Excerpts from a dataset
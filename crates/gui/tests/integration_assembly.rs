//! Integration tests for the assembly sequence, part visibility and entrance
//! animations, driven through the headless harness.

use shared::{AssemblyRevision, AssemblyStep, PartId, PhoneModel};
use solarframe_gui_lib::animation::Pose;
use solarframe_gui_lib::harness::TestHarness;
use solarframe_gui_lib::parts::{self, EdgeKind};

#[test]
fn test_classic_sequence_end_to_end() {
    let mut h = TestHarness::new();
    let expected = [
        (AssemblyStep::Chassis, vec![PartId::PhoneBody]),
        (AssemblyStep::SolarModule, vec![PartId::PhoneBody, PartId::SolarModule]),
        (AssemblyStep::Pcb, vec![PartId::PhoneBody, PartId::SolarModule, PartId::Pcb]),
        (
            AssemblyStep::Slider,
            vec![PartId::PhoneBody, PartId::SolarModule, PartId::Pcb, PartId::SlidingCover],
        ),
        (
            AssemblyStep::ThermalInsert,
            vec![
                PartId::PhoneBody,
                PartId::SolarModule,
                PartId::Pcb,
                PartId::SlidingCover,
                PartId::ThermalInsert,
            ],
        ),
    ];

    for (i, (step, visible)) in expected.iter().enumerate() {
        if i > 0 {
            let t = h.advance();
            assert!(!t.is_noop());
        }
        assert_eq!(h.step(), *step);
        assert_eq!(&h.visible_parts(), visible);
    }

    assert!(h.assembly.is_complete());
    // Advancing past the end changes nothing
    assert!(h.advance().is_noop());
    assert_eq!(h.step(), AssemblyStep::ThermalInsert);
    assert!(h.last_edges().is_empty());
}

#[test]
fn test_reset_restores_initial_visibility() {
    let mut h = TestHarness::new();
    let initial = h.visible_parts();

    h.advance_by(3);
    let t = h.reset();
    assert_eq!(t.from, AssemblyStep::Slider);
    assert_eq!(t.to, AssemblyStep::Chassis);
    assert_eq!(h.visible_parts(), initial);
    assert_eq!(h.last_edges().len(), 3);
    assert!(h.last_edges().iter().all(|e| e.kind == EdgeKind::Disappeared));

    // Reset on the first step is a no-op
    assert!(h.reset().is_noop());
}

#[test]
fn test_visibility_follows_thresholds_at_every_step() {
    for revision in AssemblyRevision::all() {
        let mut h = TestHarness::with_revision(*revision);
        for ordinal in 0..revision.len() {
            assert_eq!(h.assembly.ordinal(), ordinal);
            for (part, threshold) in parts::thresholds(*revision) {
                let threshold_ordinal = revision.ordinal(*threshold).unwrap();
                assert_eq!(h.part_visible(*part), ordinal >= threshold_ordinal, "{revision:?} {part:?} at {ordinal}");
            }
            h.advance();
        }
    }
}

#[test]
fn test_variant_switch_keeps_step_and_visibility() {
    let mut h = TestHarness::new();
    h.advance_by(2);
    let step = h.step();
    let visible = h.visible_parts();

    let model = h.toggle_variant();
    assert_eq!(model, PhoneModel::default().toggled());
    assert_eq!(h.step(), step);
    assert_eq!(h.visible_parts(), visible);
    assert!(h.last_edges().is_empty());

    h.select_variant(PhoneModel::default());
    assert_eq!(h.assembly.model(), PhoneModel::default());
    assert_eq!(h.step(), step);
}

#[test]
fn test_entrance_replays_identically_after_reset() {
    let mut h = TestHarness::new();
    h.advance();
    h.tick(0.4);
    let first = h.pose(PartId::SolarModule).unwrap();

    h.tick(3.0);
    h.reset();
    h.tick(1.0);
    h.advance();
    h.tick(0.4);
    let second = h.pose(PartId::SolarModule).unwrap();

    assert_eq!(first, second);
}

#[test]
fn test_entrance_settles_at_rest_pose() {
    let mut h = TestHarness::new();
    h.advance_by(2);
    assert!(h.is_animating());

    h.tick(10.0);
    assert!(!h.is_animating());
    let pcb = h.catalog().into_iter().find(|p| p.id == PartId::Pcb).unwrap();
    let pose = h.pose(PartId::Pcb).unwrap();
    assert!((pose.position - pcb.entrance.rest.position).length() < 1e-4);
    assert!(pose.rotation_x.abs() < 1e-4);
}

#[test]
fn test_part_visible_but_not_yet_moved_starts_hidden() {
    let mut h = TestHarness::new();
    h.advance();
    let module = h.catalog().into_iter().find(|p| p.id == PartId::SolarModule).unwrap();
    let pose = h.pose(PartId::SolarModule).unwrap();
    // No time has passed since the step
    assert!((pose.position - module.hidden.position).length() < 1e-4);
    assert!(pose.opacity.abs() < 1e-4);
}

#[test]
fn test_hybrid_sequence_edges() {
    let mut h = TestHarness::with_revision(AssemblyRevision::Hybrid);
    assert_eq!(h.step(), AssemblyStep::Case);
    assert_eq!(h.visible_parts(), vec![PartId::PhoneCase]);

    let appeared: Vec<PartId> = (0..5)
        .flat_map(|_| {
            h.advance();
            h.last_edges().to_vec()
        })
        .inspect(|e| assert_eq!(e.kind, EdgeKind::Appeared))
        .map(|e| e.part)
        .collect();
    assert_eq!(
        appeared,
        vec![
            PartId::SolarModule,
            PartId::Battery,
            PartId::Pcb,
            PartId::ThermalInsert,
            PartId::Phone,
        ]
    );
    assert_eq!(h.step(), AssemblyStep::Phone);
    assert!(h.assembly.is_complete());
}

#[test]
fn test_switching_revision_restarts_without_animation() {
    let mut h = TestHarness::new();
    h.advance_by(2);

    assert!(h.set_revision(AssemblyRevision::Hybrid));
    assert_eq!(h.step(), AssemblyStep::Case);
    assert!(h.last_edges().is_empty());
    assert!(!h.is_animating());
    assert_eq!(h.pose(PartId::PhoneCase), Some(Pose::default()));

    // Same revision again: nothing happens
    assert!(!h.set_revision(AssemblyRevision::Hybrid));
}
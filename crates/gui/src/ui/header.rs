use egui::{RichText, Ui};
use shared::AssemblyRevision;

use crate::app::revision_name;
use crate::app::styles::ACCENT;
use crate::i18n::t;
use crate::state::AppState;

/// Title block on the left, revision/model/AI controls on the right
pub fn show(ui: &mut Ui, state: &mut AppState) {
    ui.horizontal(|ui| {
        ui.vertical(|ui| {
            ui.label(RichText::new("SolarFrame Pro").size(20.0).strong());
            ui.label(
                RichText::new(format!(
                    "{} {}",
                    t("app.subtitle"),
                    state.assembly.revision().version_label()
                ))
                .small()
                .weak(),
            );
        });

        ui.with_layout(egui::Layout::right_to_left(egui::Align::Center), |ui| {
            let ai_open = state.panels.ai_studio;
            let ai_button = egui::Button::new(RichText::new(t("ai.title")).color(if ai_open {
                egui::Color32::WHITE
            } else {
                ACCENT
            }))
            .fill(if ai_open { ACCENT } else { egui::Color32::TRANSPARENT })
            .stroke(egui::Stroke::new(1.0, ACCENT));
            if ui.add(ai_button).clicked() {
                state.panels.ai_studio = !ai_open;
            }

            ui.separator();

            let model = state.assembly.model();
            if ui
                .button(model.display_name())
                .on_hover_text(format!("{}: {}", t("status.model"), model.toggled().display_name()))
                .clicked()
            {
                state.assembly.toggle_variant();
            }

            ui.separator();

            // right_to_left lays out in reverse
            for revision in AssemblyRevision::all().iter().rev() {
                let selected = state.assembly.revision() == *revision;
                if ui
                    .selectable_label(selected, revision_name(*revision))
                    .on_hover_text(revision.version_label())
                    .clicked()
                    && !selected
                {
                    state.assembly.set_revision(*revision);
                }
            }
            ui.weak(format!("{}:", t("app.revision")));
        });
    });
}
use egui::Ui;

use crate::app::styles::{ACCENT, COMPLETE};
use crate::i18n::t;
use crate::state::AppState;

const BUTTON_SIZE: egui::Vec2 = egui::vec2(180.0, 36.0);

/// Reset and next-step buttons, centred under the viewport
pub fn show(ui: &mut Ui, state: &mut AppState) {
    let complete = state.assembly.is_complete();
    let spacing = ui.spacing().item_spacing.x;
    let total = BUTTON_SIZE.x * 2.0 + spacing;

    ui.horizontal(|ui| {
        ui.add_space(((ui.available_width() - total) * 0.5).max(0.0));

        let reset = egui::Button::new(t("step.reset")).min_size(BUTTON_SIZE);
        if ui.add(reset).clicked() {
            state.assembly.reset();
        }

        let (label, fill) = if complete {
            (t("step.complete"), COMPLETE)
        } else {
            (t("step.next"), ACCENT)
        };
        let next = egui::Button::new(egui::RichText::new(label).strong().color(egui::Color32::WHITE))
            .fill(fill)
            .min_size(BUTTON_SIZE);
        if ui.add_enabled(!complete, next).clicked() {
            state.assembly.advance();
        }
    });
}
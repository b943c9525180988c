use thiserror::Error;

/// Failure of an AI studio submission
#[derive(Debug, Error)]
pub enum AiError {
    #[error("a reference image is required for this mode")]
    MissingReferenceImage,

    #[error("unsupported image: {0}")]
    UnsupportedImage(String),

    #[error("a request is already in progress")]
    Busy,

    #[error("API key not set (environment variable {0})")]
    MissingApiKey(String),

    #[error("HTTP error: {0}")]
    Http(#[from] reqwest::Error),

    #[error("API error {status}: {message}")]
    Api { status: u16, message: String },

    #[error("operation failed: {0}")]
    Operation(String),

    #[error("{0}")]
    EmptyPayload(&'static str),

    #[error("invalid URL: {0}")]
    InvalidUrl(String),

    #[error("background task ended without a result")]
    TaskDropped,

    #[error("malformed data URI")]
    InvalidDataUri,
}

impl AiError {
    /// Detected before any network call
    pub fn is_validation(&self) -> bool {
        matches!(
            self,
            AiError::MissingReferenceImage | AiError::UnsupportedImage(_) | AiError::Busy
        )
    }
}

■ The task
Whenever a line includes the word "ThermalInsert", pull it out of the entries.

■ Solution to this problem
            AssemblyStep::ThermalInsert,
                PartId::ThermalInsert,
    assert_eq!(h.step(), AssemblyStep::ThermalInsert);
            PartId::ThermalInsert,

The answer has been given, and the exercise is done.